Dornelles: Falta de percepção de que Constituição é uma carta de princípios levou a aberrações no texto constitucional



Sobrinho de Tancredo Neves, o senador Francisco Dornelles (PP-RJ) foi deputado federal constituinte, quando presidiu a Comissão do Sistema Tributário, Orçamento e Finanças. Nesta entrevista à Agência Senado, concedida na última terça-feira (16) em seu gabinete, o parlamentar fala dos problemas enfrentados na elaboração da Constituição, como a falta de compreensão, por muitos constituintes, de que ela deveria ser uma Carta de princípios, sem descer a detalhes. Isso acabou resultando em aberrações como, por exemplo, o tabelamento constitucional dos juros. O senador também revela dois dispositivos que ajudou a aprovar na Constituição e que hoje são motivo de orgulho para ele: o que estabelece que todo cidadão pode exercer livremente atividade empresarial, a menos que exista uma lei específica que proíba; e o tratamento tributário favorecido para pequenas e médias empresas.

Agência Senado: O senhor trabalhou muito pelo diálogo entre a oposição e os generais no poder, abrindo caminho para a vitória do candidato Tancredo Neves, seu tio. Depois, foi deputado constituinte. O senhor sentiu que estava, naquele momento, fazendo história?

Francisco Dornelles: Eu me elegi deputado em 1986, defendendo as políticas que Tancredo Neves havia colocado em sua campanha para presidente, ou seja: um Estado voltado para o social, priorizando aquelas atividades próprias do Estado, na educação, na saúde, no meio ambiente, e deixando para o setor privado o exercício de atividades empresariais, procurando, dentro da linha defendida pelo presidente, que a Constituição fosse uma carta de princípios, de entendimento. Não podia ser uma Constituição nem de esquerda nem de direita, nem socialista nem liberal. Uma Constituição que estabelecesse os princípios gerais, os direitos fundamentais da pessoa humana, a organização dos Poderes, a competência dos entes federativos, e que permitisse a alternância do poder, que é uma das características do regime democrático. Quando você vai participar da elaboração de uma Constituição, você tem sempre consciência de que isso é um fato extremamente importante para uma pessoa que atua na vida política.

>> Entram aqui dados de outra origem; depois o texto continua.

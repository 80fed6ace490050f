//! Column cleaning rules and table-wide passes.
//!
//! Each column rule is a pure, per-cell total function `fn(Value) -> Value`: it either produces
//! the column's one canonical representation or degrades the cell to [`crate::types::Value::Null`].
//! No rule raises for a bad value, and no rule reads any column other than its own. Already-clean
//! cells pass through unchanged (range clips and domain bounds re-apply), which is what makes the
//! full pipeline idempotent on its own output.
//!
//! Per-cell rules:
//!
//! - [`temporal::normalize_order_date`]: mixed-format, day-first date parsing
//! - [`currency::normalize_price`]: `₹`/comma stripping and numeric parsing
//! - [`rating::normalize_rating`]: `x/y` and `"N stars"` forms onto a 1.0–5.0 scale
//! - [`categorical`]: synonym-table canonicalization for city, category and payment method
//! - [`boolean::normalize_flag`]: truthy/falsy token coercion
//! - [`delivery::normalize_delivery_days`]: special-case rewrites plus 0..=30 domain bounds
//!
//! Table-wide passes, run by the pipeline after the rules that feed them:
//!
//! - [`dedup::drop_duplicates`]: composite-key duplicate elimination, keep-first
//! - [`outliers::cap_upper_outliers`]: IQR upper-fence capping
//!
//! ## Example
//!
//! ```rust
//! use order_cleaning::cleaning::rating::normalize_rating;
//! use order_cleaning::types::Value;
//!
//! assert_eq!(
//!     normalize_rating(Value::Utf8("4 stars".to_string())),
//!     Value::Float64(4.0)
//! );
//! assert_eq!(normalize_rating(Value::Utf8("abc".to_string())), Value::Null);
//! ```

pub mod boolean;
pub mod categorical;
pub mod currency;
pub mod dedup;
pub mod delivery;
pub mod outliers;
pub mod rating;
pub mod temporal;
//! Duplicate-transaction elimination.

use std::collections::HashSet;

use chrono::Datelike;

use crate::error::{CleaningError, CleaningResult};
use crate::types::{DataSet, Value};

/// Hashable stand-in for one key cell. Floats are keyed by bit pattern (with `-0.0` normalized
/// to `0.0`); missing cells compare equal to each other, so rows whose key cells are all missing
/// collapse like any other duplicates.
#[derive(Debug, PartialEq, Eq, Hash)]
enum KeyPart {
    Missing,
    Day(i32),
    Bits(u64),
    Flag(bool),
    Text(String),
}

impl KeyPart {
    fn of(value: &Value) -> Self {
        match value {
            Value::Null => KeyPart::Missing,
            Value::Date(d) => KeyPart::Day(d.num_days_from_ce()),
            Value::Float64(v) => {
                let v = if *v == 0.0 { 0.0 } else { *v };
                KeyPart::Bits(v.to_bits())
            }
            Value::Bool(b) => KeyPart::Flag(*b),
            Value::Utf8(s) => KeyPart::Text(s.clone()),
        }
    }
}

/// Remove rows that repeat an earlier row's composite key, keeping the first occurrence in row
/// order. Returns the number of rows removed.
///
/// Two rows are duplicates iff every `key_columns` cell compares equal. Non-key columns are not
/// consulted, so the surviving row keeps its own values everywhere else.
pub fn drop_duplicates(ds: &mut DataSet, key_columns: &[&str]) -> CleaningResult<usize> {
    let mut idxs = Vec::with_capacity(key_columns.len());
    for name in key_columns {
        let idx = ds
            .schema
            .index_of(name)
            .ok_or_else(|| CleaningError::SchemaMismatch {
                message: format!("missing duplicate-key column '{name}'"),
            })?;
        idxs.push(idx);
    }

    let before = ds.rows.len();
    let mut seen: HashSet<Vec<KeyPart>> = HashSet::with_capacity(before);
    ds.rows
        .retain(|row| seen.insert(idxs.iter().map(|&i| KeyPart::of(&row[i])).collect()));
    Ok(before - ds.rows.len())
}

Agência Senado: Na Constituinte, o senhor presidiu a Comissão do Sistema Tributário, Orçamento e Finanças. Como o senhor vê as críticas atuais sobre o sistema tributário, segundo as quais há pouca progressividade na tributação sobre a renda e também que há uma excessiva tributação do trabalho assalariado?

Senador Francisco Dornelles: Essa análise é totalmente errada. A Constituição não tem nada a ver com a progressividade, isso é um problema de lei ordinária. A Constituição define a competência da União, dos estados e municípios e estabelece limitações ao poder de tributar. De modo que ela estabeleceu um critério muito rígido, com poucos impostos, e a distorção que existe hoje na área tributária vem do capítulo da Seguridade Social, que abriu caminho para a constituição de um sistema tributário paralelo: a União, tendo limitações para criação de impostos, criou, com o nome de contribuições, uma série de incidências cuja receita não é compartilhada para estados e municípios. As distorções do sistema tributário advêm não do capítulo do Sistema Tributário, mas simplesmente da cobrança de contribuições com base no capítulo da Seguridade Social.

Agência Senado: O tabelamento dos juros em 12% foi uma decisão acertada?

Senador Francisco Dornelles: Muitos constituintes não compreenderam que a Constituição seria uma carta de princípios e trouxeram alguns tópicos e dispositivos mais próprios a uma portaria, como é o caso do tabelamento dos juros, que não existe em nenhuma Constituição do mundo. É uma situação tão absurda que nunca foi regulamentada.

Agência Senado: A imunidade tributária dos templos religiosos não acabou incentivando a instalação de igrejas mais interessadas nessa isenção do que na devoção religiosa?

Senador Francisco Dornelles: Penso que, por princípio básico, não se tributa partidos políticos, não se tributa papel de imprensa, não se tributa templos religiosos. A imunidade faz parte dos direitos: a liberdade religiosa, a liberdade política e a liberdade de expressão, que você não deve tributar. Agora, se você tem partidos políticos, se você tem órgãos de imprensa, se você tem templos que atuam de forma irregular é outra coisa. Mas essas imunidades representam direitos fundamentais no estado democrático.

Agência Senado: O senhor pode listar dispositivos constitucionais que foram prejudiciais ao país?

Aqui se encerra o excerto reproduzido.